Credit : AP Photo

Flight Attendant Vanished, Investigators Followed a Trail to a Wood Chipper

Thomas Smith
4 Min Read

Helle Crafts vanished from her Connecticut home in 1986. Prosecutors later alleged her husband murdered her and tried to erase the evidence by feeding her dismembered remains through a wood chipper — forcing investigators to build a homicide case with no intact body.

Crafts, 39, was a Denmark-born flight attendant who worked for Pan American World Airways. She was last seen after returning home from an overseas trip to Frankfurt, Germany, according to contemporaneous reporting by The Associated Press. When she failed to report for work a few days later, alarm grew. Her husband, Richard B. Crafts, told authorities she had traveled to visit a friend in the Canary Islands — an explanation investigators later disputed.

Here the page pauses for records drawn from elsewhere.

//! Configuration types for vsco-dl

use crate::error::{Error, Result};
use serde::{Deserialize, Serialize};
use std::{path::PathBuf, time::Duration};

/// Listing behavior (how many stripes, how large each page is)
///
/// Used as a nested sub-config within [`Config`].
#[derive(Clone, Debug, Serialize, Deserialize)]
pub struct HarvestConfig {
    /// Number of concurrent pagination workers, which is also the page stride (default: 5)
    #[serde(default = "default_workers")]
    pub workers: usize,

    /// Items requested per listing page (default: 100)
    #[serde(default = "default_page_size")]
    pub page_size: usize,

    /// Size requested for the single bulk journal listing call (default: 10000)
    #[serde(default = "default_journal_page_size")]
    pub journal_page_size: usize,
}

impl Default for HarvestConfig {
    fn default() -> Self {
        Self {
            workers: default_workers(),
            page_size: default_page_size(),
            journal_page_size: default_journal_page_size(),
        }
    }
}

/// Download behavior configuration (destination, concurrency, request limits)
///
/// Used as a nested sub-config within [`Config`].
#[derive(Clone, Debug, Serialize, Deserialize)]
pub struct DownloadConfig {
    /// Root directory; each account is mirrored to `download_dir/{username}` (default: ".")
    #[serde(default = "default_download_dir")]
    pub download_dir: PathBuf,

    /// Maximum concurrent item downloads (default: 5)
    #[serde(default = "default_workers")]
    pub max_concurrent_downloads: usize,

    /// Per-request timeout for listing calls and media streams (default: 60 seconds)
    #[serde(default = "default_request_timeout", with = "duration_serde")]
    pub request_timeout: Duration,
}

impl Default for DownloadConfig {
    fn default() -> Self {
        Self {
            download_dir: default_download_dir(),
            max_concurrent_downloads: default_workers(),
            request_timeout: default_request_timeout(),
        }
    }
}

/// Remote API location and request identity
#[derive(Clone, Debug, Serialize, Deserialize)]
pub struct ApiConfig {
    /// Base URL of the JSON API, without a trailing slash (default: "http://vsco.co/api/2.0")
    #[serde(default = "default_base_url")]
    pub base_url: String,

    /// User-Agent header sent with every request
    #[serde(default = "default_user_agent")]
    pub user_agent: String,
}

impl Default for ApiConfig {
    fn default() -> Self {
        Self {
            base_url: default_base_url(),
            user_agent: default_user_agent(),
        }
    }
}

/// Retry configuration for transient failures
#[derive(Clone, Debug, Serialize, Deserialize)]
pub struct RetryConfig {
    /// Maximum number of retry attempts (default: 3)
    #[serde(default = "default_max_attempts")]
    pub max_attempts: u32,

    /// Initial delay before first retry (default: 1 second)
    #[serde(default = "default_initial_delay", with = "duration_serde")]
    pub initial_delay: Duration,

    /// Maximum delay between retries (default: 30 seconds)
    #[serde(default = "default_max_delay", with = "duration_serde")]
    pub max_delay: Duration,

    /// Multiplier for exponential backoff (default: 2.0)
    #[serde(default = "default_backoff_multiplier")]
    pub backoff_multiplier: f64,

    /// Add random jitter to delays (default: true)
    #[serde(default = "default_true")]
    pub jitter: bool,
}

impl Default for RetryConfig {
    fn default() -> Self {
        Self {
            max_attempts: default_max_attempts(),
            initial_delay: default_initial_delay(),
            max_delay: default_max_delay(),
            backoff_multiplier: default_backoff_multiplier(),
            jitter: true,
        }
    }
}

/// Where cross-run state lives and which of it is used
#[derive(Clone, Debug, Serialize, Deserialize)]
pub struct PersistenceConfig {
    /// Directory holding `{account}_cache_store` and `{account}_latest_cache_store` (default: ".")
    #[serde(default = "default_state_dir")]
    pub state_dir: PathBuf,

    /// Keep a dedup ledger across runs (`-l/--latest`)
    #[serde(default)]
    pub ledger: bool,

    /// Remember site/collection ids per account (`--cache-hit`)
    #[serde(default)]
    pub site_cache: bool,
}

impl Default for PersistenceConfig {
    fn default() -> Self {
        Self {
            state_dir: default_state_dir(),
            ledger: false,
            site_cache: false,
        }
    }
}

/// Main configuration for [`VscoDownloader`](crate::VscoDownloader)
///
/// Every field has a default, so `Config::default()` matches the reference
/// behavior: 5 listing workers, 5 download workers, page size 100.
#[derive(Clone, Debug, Default, Serialize, Deserialize)]
pub struct Config {
    /// Listing/pagination settings
    #[serde(default)]
    pub harvest: HarvestConfig,

    /// Download destination and concurrency
    #[serde(default)]
    pub download: DownloadConfig,

    /// Remote API settings
    #[serde(default)]
    pub api: ApiConfig,

    /// Retry policy for page fetches and item downloads
    #[serde(default)]
    pub retry: RetryConfig,

    /// Cross-run state
    #[serde(default)]
    pub persistence: PersistenceConfig,
}

impl Config {
    /// Download directory
    pub fn download_dir(&self) -> &PathBuf {
        &self.download.download_dir
    }

    /// Load a JSON config file. Missing keys fall back to their defaults.
    pub fn from_file(path: &std::path::Path) -> Result<Self> {
        let raw = std::fs::read_to_string(path).map_err(|e| Error::filesystem(path, e))?;
        let config: Config = serde_json::from_str(&raw).map_err(|e| Error::Config {
            message: format!("cannot parse {}: {}", path.display(), e),
            key: None,
        })?;
        config.validate()?;
        Ok(config)
    }

    /// Reject settings the pipelines cannot run with
    pub fn validate(&self) -> Result<()> {
        if self.harvest.workers == 0 {
            return Err(Error::config("harvest.workers", "must be at least 1"));
        }
        if self.harvest.page_size == 0 {
            return Err(Error::config("harvest.page_size", "must be at least 1"));
        }
        if self.harvest.journal_page_size == 0 {
            return Err(Error::config(
                "harvest.journal_page_size",
                "must be at least 1",
            ));
        }
        if self.download.max_concurrent_downloads == 0 {
            return Err(Error::config(
                "download.max_concurrent_downloads",
                "must be at least 1",
            ));
        }
        url::Url::parse(&self.api.base_url)
            .map_err(|e| Error::config("api.base_url", e.to_string()))?;
        self.retry.validate()
    }
}

impl RetryConfig {
    /// Reject backoff settings that would make delays shrink, overflow or go negative
    pub fn validate(&self) -> Result<()> {
        if !self.backoff_multiplier.is_finite() || self.backoff_multiplier < 1.0 {
            return Err(Error::config(
                "retry.backoff_multiplier",
                format!("must be a finite number >= 1.0, got {}", self.backoff_multiplier),
            ));
        }
        if self.initial_delay > self.max_delay {
            return Err(Error::config(
                "retry.initial_delay",
                "must not be greater than retry.max_delay",
            ));
        }
        Ok(())
    }
}

fn default_workers() -> usize {
    5
}

fn default_page_size() -> usize {
    100
}

fn default_journal_page_size() -> usize {
    10_000
}

fn default_download_dir() -> PathBuf {
    PathBuf::from(".")
}

fn default_state_dir() -> PathBuf {
    PathBuf::from(".")
}

fn default_request_timeout() -> Duration {
    Duration::from_secs(60)
}

fn default_base_url() -> String {
    "http://vsco.co/api/2.0".to_string()
}

fn default_user_agent() -> String {
    "Mozilla/5.0 (X11; Linux x86_64) AppleWebKit/537.36 (KHTML, like Gecko) Chrome/120.0 Safari/537.36"
        .to_string()
}

fn default_true() -> bool {
    true
}

fn default_max_attempts() -> u32 {
    3
}

fn default_initial_delay() -> Duration {
    Duration::from_secs(1)
}

fn default_max_delay() -> Duration {
    Duration::from_secs(30)
}

fn default_backoff_multiplier() -> f64 {
    2.0
}

// Duration serialization helper (whole seconds)
mod duration_serde {
    use serde::{Deserialize, Deserializer, Serializer};
    use std::time::Duration;

    pub fn serialize<S>(duration: &Duration, serializer: S) -> Result<S::Ok, S::Error>
    where
        S: Serializer,
    {
        serializer.serialize_u64(duration.as_secs())
    }

    pub fn deserialize<'de, D>(deserializer: D) -> Result<Duration, D::Error>
    where
        D: Deserializer<'de>,
    {
        let secs = u64::deserialize(deserializer)?;
        Ok(Duration::from_secs(secs))
    }
}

Authorities said Richard, a former airline pilot and part-time police officer, had recently purchased a wood chipper, the Associated Press reported. Witnesses later testified they saw a man operating a wood chipper on a bridge between Newtown and Southbury in the days after Helle disappeared. Police later recovered small human remains — including bone fragments, tissue and a fingernail — along the banks of the Housatonic River, according to the AP.

Prosecutors alleged that Richard killed Helle inside their Newtown home on Nov. 18 or 19, 1986, then used a chainsaw to dismember her body and fed the remains through the wood chipper in an attempt to destroy evidence, the AP reported. Even without a complete body, the case went to trial and ultimately produced what was described as the first murder conviction in Connecticut history secured without one.

Richard B. Crafts. AP Photo/Bob Lucky Jr.

Richard was arrested in 1987 and tried the following year, but the first trial ended in a mistrial after a juror refused to continue deliberations, according to the AP. A second trial ended with a conviction, and a jury found Richard guilty of murder in November.

At sentencing, the focus shifted to what the judge — and members of Richard’s own family — described as an absence of remorse. Richard told Superior Court Judge Martin L. Nigro that he had been portrayed as emotionally cold, The New York Times reported, while stopping short of taking responsibility for his wife’s death.

“A great deal has been said about my apparent lack of emotion: ‘He has ice water in his veins,’” Richard told the court, according to the Times. “I have feelings like everyone else.”

Family members asked the judge to impose the maximum punishment. Karen Rodgers, Richard’s sister, who had custody of the couple’s three children, said she believed her brother had expressed concern only verbally.

“I am concerned that Mr. Crafts has not publicly nor privately demonstrated any remorse for the murder of his wife,” Rodgers said at sentencing, according to the Times. “I believe he has paid lip service only to the concerns of his children.”

AP Photo/Don Heiny

Judge Nigro sentenced Richard to 50 years in prison, rejecting defense motions to overturn the verdict or grant a new trial, the Times reported. Defense attorneys said they planned to appeal, pointing to extensive publicity surrounding the case and questions about police recording practices, while acknowledging they had no direct evidence that Richard’s own conversations had been improperly recorded.

Richard maintained his innocence while serving his sentence in Connecticut state prison. Years later, the case drew renewed attention when he was released earlier than many expected under a now-defunct “good time” credit law that applied to inmates sentenced before 1994, Oxygen reported.